One possibility that has attracted a lot of fanfare lies in the field of medicine. Last year, IBM made headlines when they used their quantum computer to successfully simulate the molecular structure of beryllium hydride, the most complex molecule ever simulated on a quantum machine. This is a field of research which classical computers usually have extreme difficulty with, and even supercomputers struggle to cope with the vast range of atomic (and sometimes quantum) complexities presented by complex molecular structures. Quantum computers, on the other hand, are able to read and predict the behaviour of such molecules with ease, even at a minuscule level. This ability is significant not just in an academic context; it is precisely this process of simulating molecules that is currently used to produce new drugs and treatments for disease. Harnessing the power of quantum computing for this kind of research could lead to a revolution in the development of new medicines.
But while quantum computers might set in motion a new wave of scientific innovation, they may also give rise to significant challenges. One such potentially hazardous use case is the quantum computer’s ability to factorise extremely large numbers. While this might seem relatively harmless at first sight, it is already stirring up anxieties in banks and governments around the world. Modern day cryptography, which ensures the security of the majority of data worldwide, relies on complex mathematical problems- tied to factorisation- that classical computers have insufficient power to solve. Such problems, however, are no match for quantum computers, and the arrival of these machines could render modern methods of cryptography meaningless, leaving everything from our passwords and bank details to even state secrets extremely vulnerable, able to be hacked, stolen or misused in the blink of an eye.

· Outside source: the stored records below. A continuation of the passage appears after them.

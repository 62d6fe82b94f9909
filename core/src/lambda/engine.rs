//! The deferred computation behind a lambda value.

use core::sync::atomic::{AtomicU64, Ordering};
use std::collections::VecDeque;
use std::sync::{Arc, Mutex, Weak};
use std::thread::{self, ThreadId};

use indexmap::IndexMap;
use tracing::debug;

use super::guard::DepthGuard;
use crate::errors::{Error, Result};
use crate::scope::Scope;
use crate::source::SourceSegment;
use crate::sync::lock;
use crate::values::{Data, Value};

static NEXT_ID: AtomicU64 = AtomicU64::new(1);

/// Grow the stack when less than this is left before forcing one level.
const STACK_RED_ZONE: usize = 128 * 1024;
const STACK_GROW_SIZE: usize = 2 * 1024 * 1024;

/// Computes a lambda's value in the scope it was created in.
pub type Compute = Arc<dyn Fn(&Scope) -> Result<Value> + Send + Sync>;

/// Receives a lambda's freshly computed value after each notification.
pub type Callback = Arc<dyn Fn(&Value) -> Result<()> + Send + Sync>;

enum ForceState {
    Unforced,
    Forcing(ThreadId),
    Forced(Value),
}

#[derive(Clone)]
enum Listener {
    /// Another lambda computed from this one.
    Dependent(Weak<Lambda>),
    Callback(Callback),
}

/// A deferred, reactive computation.
///
/// The first force runs `compute` and caches the result. A notification
/// clears the cache of this lambda and of everything that depends on it,
/// then calls each affected lambda's listener callbacks once, synchronously,
/// before returning.
///
/// A lambda that is already being forced on the current thread cannot be
/// forced again from inside its own computation; that re-entry fails with
/// `EXCESSIVE_RECURSION`. A concurrent force from another thread computes
/// independently and does not touch the cache.
pub struct Lambda {
    id: u64,
    operation: String,
    source: SourceSegment,
    scope: Scope,
    inputs: Vec<Value>,
    compute: Compute,
    fixable: bool,
    state: Mutex<ForceState>,
    /// Bumped on every invalidation; a force only caches if it is unchanged.
    generation: AtomicU64,
    listeners: Mutex<IndexMap<String, Listener>>,
    next_listener: AtomicU64,
    /// The lambda the last result was read from, when that was reactive.
    upstream: Mutex<Option<Weak<Lambda>>>,
    notifying: Mutex<Vec<ThreadId>>,
}

impl Lambda {
    pub(crate) fn new(
        scope: Scope,
        source: SourceSegment,
        operation: String,
        inputs: Vec<Value>,
        compute: Compute,
        fixable: bool,
    ) -> Arc<Self> {
        Arc::new(Self {
            id: NEXT_ID.fetch_add(1, Ordering::Relaxed),
            operation,
            source,
            scope,
            inputs,
            compute,
            fixable,
            state: Mutex::new(ForceState::Unforced),
            generation: AtomicU64::new(0),
            listeners: Mutex::new(IndexMap::new()),
            next_listener: AtomicU64::new(1),
            upstream: Mutex::new(None),
            notifying: Mutex::new(Vec::new()),
        })
    }

    pub fn id(&self) -> u64 {
        self.id
    }

    /// Key under which this lambda registers with what it depends on.
    pub fn listener_id(&self) -> String {
        format!("lambda-{}", self.id)
    }

    pub fn operation(&self) -> &str {
        &self.operation
    }

    pub fn source(&self) -> &SourceSegment {
        &self.source
    }

    pub fn scope(&self) -> &Scope {
        &self.scope
    }

    pub fn inputs(&self) -> &[Value] {
        &self.inputs
    }

    /// Non-fixable lambdas never cache; every force re-evaluates.
    pub fn is_fixable(&self) -> bool {
        self.fixable
    }

    pub fn is_forced(&self) -> bool {
        matches!(*lock(&self.state), ForceState::Forced(_))
    }

    /// The cached result, if there is one.
    pub fn cached(&self) -> Option<Value> {
        match &*lock(&self.state) {
            ForceState::Forced(value) => Some(value.clone()),
            _ => None,
        }
    }

    /// Resolve to a concrete value, computing it at most once until the
    /// next notification.
    pub fn force(self: &Arc<Self>) -> Result<Value> {
        if !self.fixable {
            return self.evaluate();
        }
        let me = thread::current().id();
        let generation = {
            let mut state = lock(&self.state);
            match &*state {
                ForceState::Forced(value) => return Ok(value.clone()),
                ForceState::Forcing(owner) if *owner == me => {
                    return Err(Error::excessive_recursion(
                        DepthGuard::current(),
                        self.scope.runtime().config().max_depth(),
                    )
                    .with_source(self.source.clone()));
                }
                ForceState::Forcing(_) => None,
                ForceState::Unforced => {
                    *state = ForceState::Forcing(me);
                    Some(self.generation.load(Ordering::SeqCst))
                }
            }
        };

        let result = self.evaluate();

        if let Some(generation) = generation {
            let mut state = lock(&self.state);
            if matches!(&*state, ForceState::Forcing(owner) if *owner == me) {
                *state = match &result {
                    Ok(value) if self.generation.load(Ordering::SeqCst) == generation => {
                        ForceState::Forced(value.clone())
                    }
                    _ => ForceState::Unforced,
                };
            }
        }
        result
    }

    /// Run the computation in `scope` instead of the lambda's own scope.
    ///
    /// Nothing is cached and failures are returned as they are, without
    /// going through error handlers. Constraints and error handlers are
    /// applied this way.
    pub fn apply_in(&self, scope: &Scope) -> Result<Value> {
        let _guard = DepthGuard::enter(scope.runtime().config().max_depth())?;
        (self.compute)(scope)?.forced()
    }

    fn evaluate(self: &Arc<Self>) -> Result<Value> {
        let runtime = self.scope.runtime();
        let outcome = stacker::maybe_grow(STACK_RED_ZONE, STACK_GROW_SIZE, || {
            DepthGuard::enter(runtime.config().max_depth()).and_then(|_guard| {
                let value = (self.compute)(&self.scope)?;
                if let Some(inner) = value.as_lambda() {
                    // Results that are themselves reactive keep this lambda current.
                    self.track_upstream(inner);
                }
                value.forced()
            })
        });

        match outcome {
            Ok(value) => {
                runtime.learner().learn(&self.operation, &self.inputs, value.ty());
                Ok(value)
            }
            Err(mut err) => {
                err.add_source(self.source.clone());
                if runtime.config().debug_events() {
                    debug!(
                        lambda = self.listener_id().as_str(),
                        operation = self.operation.as_str(),
                        "force failed: {}",
                        err
                    );
                }
                self.scope.handle_error(err)
            }
        }
    }

    /// Drop the cached result, and the edge to the lambda it was read from.
    pub(crate) fn invalidate(&self) {
        self.generation.fetch_add(1, Ordering::SeqCst);
        {
            let mut state = lock(&self.state);
            if let ForceState::Forced(_) = &*state {
                *state = ForceState::Unforced;
            }
        }
        let upstream = lock(&self.upstream).take();
        if let Some(upstream) = upstream.and_then(|weak| weak.upgrade()) {
            upstream.remove_dependent(self);
        }
    }

    /// Returns false if `dependent` was already registered.
    pub(crate) fn add_dependent(&self, dependent: &Arc<Lambda>) -> bool {
        if dependent.id == self.id {
            return false;
        }
        let mut listeners = lock(&self.listeners);
        if listeners.contains_key(&dependent.listener_id()) {
            return false;
        }
        listeners.insert(
            dependent.listener_id(),
            Listener::Dependent(Arc::downgrade(dependent)),
        );
        true
    }

    fn remove_dependent(&self, dependent: &Lambda) {
        lock(&self.listeners).shift_remove(&dependent.listener_id());
    }

    /// Depend on `inner` until the next invalidation. Edges to declared
    /// inputs are permanent and left alone.
    fn track_upstream(self: &Arc<Self>, inner: &Arc<Lambda>) {
        let current = lock(&self.upstream).as_ref().and_then(Weak::upgrade);
        if current.as_ref().is_some_and(|current| current.id == inner.id) {
            return;
        }
        if !inner.add_dependent(self) {
            return;
        }
        let previous = lock(&self.upstream).replace(Arc::downgrade(inner));
        if let Some(previous) = previous.and_then(|weak| weak.upgrade()) {
            if previous.id != inner.id {
                previous.remove_dependent(self);
            }
        }
    }

    /// Live dependent lambdas. Dead ones are pruned.
    fn dependents(&self) -> Vec<Arc<Lambda>> {
        let mut listeners = lock(&self.listeners);
        listeners.retain(|_, listener| match listener {
            Listener::Dependent(weak) => weak.strong_count() > 0,
            Listener::Callback(_) => true,
        });
        listeners
            .values()
            .filter_map(|listener| match listener {
                Listener::Dependent(weak) => weak.upgrade(),
                Listener::Callback(_) => None,
            })
            .collect()
    }

    /// Register a callback, returning its id.
    pub fn listen(&self, callback: Callback) -> String {
        let id = format!(
            "listener-{}-{}",
            self.id,
            self.next_listener.fetch_add(1, Ordering::Relaxed)
        );
        self.listen_as(&id, callback);
        id
    }

    /// Register a callback under a caller-chosen id. An id already in use
    /// keeps its original callback.
    pub fn listen_as(&self, id: &str, callback: Callback) {
        lock(&self.listeners)
            .entry(id.to_string())
            .or_insert(Listener::Callback(callback));
    }

    pub fn unlisten(&self, id: &str) -> bool {
        lock(&self.listeners).shift_remove(id).is_some()
    }

    pub fn listener_count(&self) -> usize {
        lock(&self.listeners).len()
    }

    /// Invalidate this lambda and everything depending on it, then call
    /// listener callbacks. See [`Lambda::propagate`].
    pub fn notify(self: &Arc<Self>) -> Result<()> {
        Lambda::propagate(vec![self.clone()])
    }

    /// One notification pass over `roots` and every lambda reachable from
    /// them through dependent edges.
    ///
    /// All affected lambdas are invalidated first. Then each one's callbacks
    /// run once, in discovery order, with its freshly forced value; a lambda
    /// reachable along several paths is still visited once. A lambda already
    /// notifying on this thread is skipped, which stops a callback that
    /// reassigns its own input from looping.
    pub(crate) fn propagate(roots: Vec<Arc<Lambda>>) -> Result<()> {
        let Some(first) = roots.first() else {
            return Ok(());
        };
        let config = first.scope.runtime().config();
        let (max_depth, debug_events) = (config.max_depth(), config.debug_events());
        let _guard = DepthGuard::enter(max_depth)?;
        let me = thread::current().id();

        let mut affected: IndexMap<u64, Arc<Lambda>> = IndexMap::new();
        let mut pending: VecDeque<Arc<Lambda>> = roots.into();
        while let Some(lambda) = pending.pop_front() {
            if affected.contains_key(&lambda.id) || !lambda.enter_notify(me) {
                continue;
            }
            pending.extend(lambda.dependents());
            affected.insert(lambda.id, lambda);
        }
        if debug_events {
            debug!(affected = affected.len(), "notify");
        }

        for lambda in affected.values() {
            lambda.invalidate();
        }
        let result = affected
            .values()
            .try_for_each(|lambda| lambda.run_callbacks());
        for lambda in affected.values() {
            lambda.leave_notify(me);
        }
        result
    }

    fn enter_notify(&self, thread: ThreadId) -> bool {
        let mut notifying = lock(&self.notifying);
        if notifying.contains(&thread) {
            return false;
        }
        notifying.push(thread);
        true
    }

    fn leave_notify(&self, thread: ThreadId) {
        lock(&self.notifying).retain(|t| *t != thread);
    }

    fn run_callbacks(self: &Arc<Self>) -> Result<()> {
        let callbacks: Vec<Callback> = lock(&self.listeners)
            .values()
            .filter_map(|listener| match listener {
                Listener::Callback(callback) => Some(callback.clone()),
                Listener::Dependent(_) => None,
            })
            .collect();
        if callbacks.is_empty() {
            return Ok(());
        }
        if self.scope.runtime().config().debug_events() {
            debug!(
                lambda = self.listener_id().as_str(),
                operation = self.operation.as_str(),
                callbacks = callbacks.len(),
                "callbacks"
            );
        }

        let value = self.force()?;
        for callback in callbacks {
            if let Err(err) = callback(&value) {
                self.scope.handle_error(err.with_source(self.source.clone()))?;
            }
        }
        Ok(())
    }
}

impl Value {
    /// True for a lambda that has not been forced (or was invalidated).
    pub fn is_pending(&self) -> bool {
        match self.data() {
            Data::Lambda(lambda) => !lambda.is_forced(),
            _ => false,
        }
    }
}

Despite the rapid progress that has been made over the last few years, an extensive list of obstacles still remain, with hardware right at the top. Quantum computers are extremely delicate machines, and a highly specialised environment is required to produce the quantum state that gives qubits their special properties. For example, they must be cooled to near absolute zero (roughly the temperature of outer space) and are extremely sensitive to any kind of interference from electricity or temperature. As a result, today’s machines are highly unstable, and often only maintain their quantum states for just a few milliseconds before collapsing back into normality- hardly practical for regular use.
Alongside these hardware challenges marches an additional problem: a software deficit. Like a classical computer, quantum computers need software to function. However, this software has proved extremely challenging to create. We currently have very few effective algorithms for quantum computers, and without the right algorithms, they are essentially useless- like having a Mac without a power button or keyboard. There are some strides being made in this area (QuSoft, for example) but we would need to see vast advances in this field before widespread adoption becomes plausible. In other words, don’t expect to start “quoogling” any time soon.
So despite all the hype that has recently surrounded quantum computers, the reality is that now (and for the foreseeable future) they are nothing more than expensive corporate toys: glossy, futuristic and fascinating, but with limited practical applications and a hefty price tag attached. Is the quantum revolution just around the corner? Probably not. Does that mean you should forget about them? Absolutely not.